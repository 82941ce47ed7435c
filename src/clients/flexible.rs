use crate::config::KeyFromEnv;
use crate::core::LowLevelClient;
use crate::error::AIError;
use tracing::info;

#[cfg(feature = "anthropic")]
use super::claude::ClaudeClient;
#[cfg(feature = "deepseek")]
use super::deepseek::DeepSeekClient;
#[cfg(feature = "gemini")]
use super::gemini::GeminiClient;
use super::mock::MockClient;

/// Model provider selection.
#[derive(Debug, Clone, Copy, PartialEq, Eq)]
pub enum ClientType {
    #[cfg(feature = "gemini")]
    Gemini,
    #[cfg(feature = "anthropic")]
    Claude,
    #[cfg(feature = "deepseek")]
    DeepSeek,
    Mock,
}

impl ClientType {
    /// Parse client type from string (case insensitive)
    pub fn from_str(s: &str) -> Result<Self, String> {
        match s.to_lowercase().as_str() {
            #[cfg(feature = "gemini")]
            "gemini" => Ok(Self::Gemini),
            #[cfg(feature = "anthropic")]
            "claude" | "anthropic" => Ok(Self::Claude),
            #[cfg(feature = "deepseek")]
            "deepseek" => Ok(Self::DeepSeek),
            "mock" => Ok(Self::Mock),
            _ => Err(format!(
                "Unknown client type: '{}'. Supported: gemini, claude, deepseek, mock",
                s
            )),
        }
    }

    /// First provider with an API key available, in order of preference.
    /// `None` means no credential is configured at all.
    pub fn detect() -> Option<Self> {
        #[cfg(feature = "gemini")]
        if GeminiClient::has_key() {
            return Some(Self::Gemini);
        }
        #[cfg(feature = "anthropic")]
        if ClaudeClient::has_key() {
            return Some(Self::Claude);
        }
        #[cfg(feature = "deepseek")]
        if DeepSeekClient::has_key() {
            return Some(Self::DeepSeek);
        }
        None
    }

    /// Build a client for this provider, reading its key from the environment.
    ///
    /// Fails with the provider's authentication error when the key is missing.
    pub fn connect(self, model: Option<String>) -> Result<Box<dyn LowLevelClient>, AIError> {
        info!(provider = %self, model = ?model, "Connecting model provider");
        let client: Box<dyn LowLevelClient> = match self {
            #[cfg(feature = "gemini")]
            Self::Gemini => {
                let client = GeminiClient::from_env()?;
                Box::new(match model {
                    Some(m) => client.with_model(m),
                    None => client,
                })
            }
            #[cfg(feature = "anthropic")]
            Self::Claude => {
                let client = ClaudeClient::from_env()?;
                Box::new(match model {
                    Some(m) => client.with_model(m),
                    None => client,
                })
            }
            #[cfg(feature = "deepseek")]
            Self::DeepSeek => {
                let client = DeepSeekClient::from_env()?;
                Box::new(match model {
                    Some(m) => client.with_model(m),
                    None => client,
                })
            }
            Self::Mock => Box::new(MockClient::demo().0),
        };
        Ok(client)
    }
}

impl std::fmt::Display for ClientType {
    fn fmt(&self, f: &mut std::fmt::Formatter<'_>) -> std::fmt::Result {
        match self {
            #[cfg(feature = "gemini")]
            ClientType::Gemini => write!(f, "gemini"),
            #[cfg(feature = "anthropic")]
            ClientType::Claude => write!(f, "claude"),
            #[cfg(feature = "deepseek")]
            ClientType::DeepSeek => write!(f, "deepseek"),
            ClientType::Mock => write!(f, "mock"),
        }
    }
}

- [Problem description]
Copy the entries word for word. Start at the first line and end with the line containing "info!(provider = %self, model".

- [Response for this exercise]
repository 82941ce47ed7435c
filename src/clients/flexible.rs
use crate::config::KeyFromEnv;
use crate::core::LowLevelClient;
use crate::error::AIError;
use tracing::info;

#[cfg(feature = "anthropic")]
use super::claude::ClaudeClient;
#[cfg(feature = "deepseek")]
use super::deepseek::DeepSeekClient;
#[cfg(feature = "gemini")]
use super::gemini::GeminiClient;
use super::mock::MockClient;

/// Model provider selection.
#[derive(Debug, Clone, Copy, PartialEq, Eq)]
pub enum ClientType {
    #[cfg(feature = "gemini")]
    Gemini,
    #[cfg(feature = "anthropic")]
    Claude,
    #[cfg(feature = "deepseek")]
    DeepSeek,
    Mock,
}

impl ClientType {
    /// Parse client type from string (case insensitive)
    pub fn from_str(s: &str) -> Result<Self, String> {
        match s.to_lowercase().as_str() {
            #[cfg(feature = "gemini")]
            "gemini" => Ok(Self::Gemini),
            #[cfg(feature = "anthropic")]
            "claude" | "anthropic" => Ok(Self::Claude),
            #[cfg(feature = "deepseek")]
            "deepseek" => Ok(Self::DeepSeek),
            "mock" => Ok(Self::Mock),
            _ => Err(format!(
                "Unknown client type: '{}'. Supported: gemini, claude, deepseek, mock",
                s
            )),
        }
    }

    /// First provider with an API key available, in order of preference.
    /// `None` means no credential is configured at all.
    pub fn detect() -> Option<Self> {
        #[cfg(feature = "gemini")]
        if GeminiClient::has_key() {
            return Some(Self::Gemini);
        }
        #[cfg(feature = "anthropic")]
        if ClaudeClient::has_key() {
            return Some(Self::Claude);
        }
        #[cfg(feature = "deepseek")]
        if DeepSeekClient::has_key() {
            return Some(Self::DeepSeek);
        }
        None
    }

    /// Build a client for this provider, reading its key from the environment.
    ///
    /// Fails with the provider's authentication error when the key is missing.
    pub fn connect(self, model: Option<String>) -> Result<Box<dyn LowLevelClient>, AIError> {
        info!(provider = %self, model = ?model, "Connecting model provider");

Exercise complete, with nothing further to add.